К призракам примыкает хищный отряд вампиров, ведущих в большинстве происхождение от кровожадного романа о вампире графе Дракуле. В кино есть «Дракула», еще раз «Дракула», «Сын Дракулы», «Дочь Дракулы», «Дом Дракулы», «Дух вампира», «Возвращение вампира»… Как вы замечаете, американские фабрики киноужасов, не так уж изобретательны в выборе тем. Если фильм наводит страх и приносит сборы, следует повтор с продолжением, возвращением, родичами (сын вампира, дочь ведьмы, брат человека-невидимки) и даже с перекрестными встречами, где вампир, например, сталкивается с оборотнем…

Оборотни, близкие родственники вампиров, – обычно люди-волки, а также люди-кошки, люди-пантеры, люди-леопарды, днем человекообразные, ночью – убивающие прохожих, например, «Лондонский оборотень», «Сын оборотня», «Лондон после полуночи», «Человек-волк»…

Где-то поблизости лежит психологическая тема раздвоения личности: человек респектабельный и ночной убийца в одном лице. Трижды возвращалось кино к истории бедного студента из Праги, который продал свое отражение в зеркале, а отражение зажило самостоятельной жизнью. Трижды экранизировалась «Странная история доктора Джекила и мистера Хайда», известная повесть Р. Стивенсона, в которой рассказывается об ученом, сумевшем разделить в себе доброе и злое начало.
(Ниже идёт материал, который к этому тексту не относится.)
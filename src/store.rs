//! Append-only in-memory collections for festival entities.

use parking_lot::RwLock;

use crate::models::{Artist, News, Rating, ScheduleEntry, Stage, Ticket, User};

#[derive(Debug)]
pub struct Collection<T> {
    items: RwLock<Vec<T>>,
}

impl<T: Clone> Collection<T> {
    pub fn new() -> Self {
        Self {
            items: RwLock::new(Vec::new()),
        }
    }

    // Append and echo back the stored item
    pub fn push(&self, item: T) -> T {
        self.items.write().push(item.clone());
        item
    }

    pub fn all(&self) -> Vec<T> {
        self.items.read().clone()
    }

    pub fn filtered(&self, mut keep: impl FnMut(&T) -> bool) -> Vec<T> {
        self.items.read().iter().filter(|item| keep(item)).cloned().collect()
    }

    pub fn len(&self) -> usize {
        self.items.read().len()
    }

    pub fn is_empty(&self) -> bool {
        self.items.read().is_empty()
    }
}

impl<T: Clone> Default for Collection<T> {
    fn default() -> Self {
        Self::new()
    }
}

#[derive(Debug, Default)]
pub struct Store {
    pub artists: Collection<Artist>,
    pub stages: Collection<Stage>,
    pub schedule: Collection<ScheduleEntry>,
    pub tickets: Collection<Ticket>,
    pub users: Collection<User>,
    pub ratings: Collection<Rating>,
    pub news: Collection<News>,
}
Но злое приобрело самостоятельный облик (это и есть мистер Хайд), оказалось сильнее, жизнеспособнее, стало воплощаться без спроса и напоследок полностью завладело телом неосторожного доктора.

В фильмах этих нет большой глубины: добро – мещанское, зло мещанское тоже – разврат и хулиганство. Но от повести Стивенсона не стоит отмахиваться. В ней заложен психологический мотив двойственности человеческой натуры, ее противоречивого проявления вовне, внутренней борьбы между положительными и отрицательными чертами, воплощенной в зримых образах. Не могу сказать, что у Стивенсона все это показано исчерпывающе, его повесть построена, как детектив, где только к концу объясняются странные события. В кино же подчеркнуты садистские сценки и дана мещанская мораль со смиренным выводом – «что бог соединил, человеку разобщать не след».

Тем не менее я колебался, куда отнести повесть Стивенсона – к ненаучной фантазии или к научной. Ведь герой ее не ведьма, а доктор, химик, превращение осуществляет с помощью лекарства, приготовленного из ингредиентов, купленных в аптеке. Правда, за этой химией следует явно идеалистическое толкование – «дух формирует внешность, очищенное от добра злое начало должно было получить иной облик». Пожалуй, сверхъестественное у Стивенсона перевешивает. Правильнее поместить его повесть в область ненаучных фантазий, но неподалеку от границы с научной.

И уж явно к научной придется отнести самого популярного из ужасных героев западной кинофантастики – искусственное существо, созданное доктором Франкенштейном.

О нем в другой главе.


Претензия вторая ФАНТАСТИКА ДОЛЖНА БЫТЬ ДОСТОВЕРНОЙ

Литература есть литература, это правдивое изображение жизни. Здесь же мы имеем дело с беззастенчивой мистификацией. Фантастика должна быть достоверной, вполне реальной и правдоподобной.

Критик № 2

Невероятное должно быть вполне вероятным, удивительное – убедительным, выдумка – правдивой. Противоречивое требование это обращено не только к фантастике. Любое искусство – кино, театр, живопись, литература – оперирует преимущественно с придуманными образами, придуманными, но правдивыми по существу. И грамотные люди привыкли к этому противоречию, не спрашивают, в каком веке жил царь Салтан, не пишут в газету возмущенных писем о том, что, по документальным данным, мещанин Раскольников не был прописан в Спасской части города Санкт-Петербурга и потому сочинителя Достоевского, как мистификатора, издавать не следует.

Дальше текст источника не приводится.